//! Login event repository implementation.
//!
//! Events are appended by [`super::user::UserRepository::record_login`]
//! inside the login transaction; this repository only reads them.

use sqlx::PgPool;
use uuid::Uuid;

use cesizen_core::error::{AppError, ErrorKind};
use cesizen_core::result::AppResult;
use cesizen_entity::login_event::LoginEvent;

/// Repository for login event queries.
#[derive(Debug, Clone)]
pub struct LoginEventRepository {
    pool: PgPool,
}

impl LoginEventRepository {
    /// Create a new login event repository.
    pub fn new(pool: PgPool) -> Self {
        Self { pool }
    }

    /// Count the events recorded for one account.
    pub async fn count_for_user(&self, user_id: Uuid) -> AppResult<i64> {
        sqlx::query_scalar("SELECT COUNT(*) FROM login_events WHERE user_id = $1")
            .bind(user_id)
            .fetch_one(&self.pool)
            .await
            .map_err(|e| {
                AppError::with_source(ErrorKind::Database, "Failed to count login events", e)
            })
    }

    /// List the events recorded for one account, newest first.
    pub async fn find_for_user(&self, user_id: Uuid) -> AppResult<Vec<LoginEvent>> {
        sqlx::query_as::<_, LoginEvent>(
            "SELECT * FROM login_events WHERE user_id = $1 ORDER BY logged_at DESC, id DESC",
        )
        .bind(user_id)
        .fetch_all(&self.pool)
        .await
        .map_err(|e| AppError::with_source(ErrorKind::Database, "Failed to list login events", e))
    }
}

**ASSIGNED TASK:** Find the line that contains "pub fn new(pool: PgPool)". Write out that line and every line after it through the end of the data, exactly, and nothing else.

**TASK OUTPUT:**
    pub fn new(pool: PgPool) -> Self {
        Self { pool }
    }

    /// Count the events recorded for one account.
    pub async fn count_for_user(&self, user_id: Uuid) -> AppResult<i64> {
        sqlx::query_scalar("SELECT COUNT(*) FROM login_events WHERE user_id = $1")
            .bind(user_id)
            .fetch_one(&self.pool)
            .await
            .map_err(|e| {
                AppError::with_source(ErrorKind::Database, "Failed to count login events", e)
            })
    }

    /// List the events recorded for one account, newest first.
    pub async fn find_for_user(&self, user_id: Uuid) -> AppResult<Vec<LoginEvent>> {
        sqlx::query_as::<_, LoginEvent>(
            "SELECT * FROM login_events WHERE user_id = $1 ORDER BY logged_at DESC, id DESC",
        )
        .bind(user_id)
        .fetch_all(&self.pool)
        .await
        .map_err(|e| AppError::with_source(ErrorKind::Database, "Failed to list login events", e))
    }
}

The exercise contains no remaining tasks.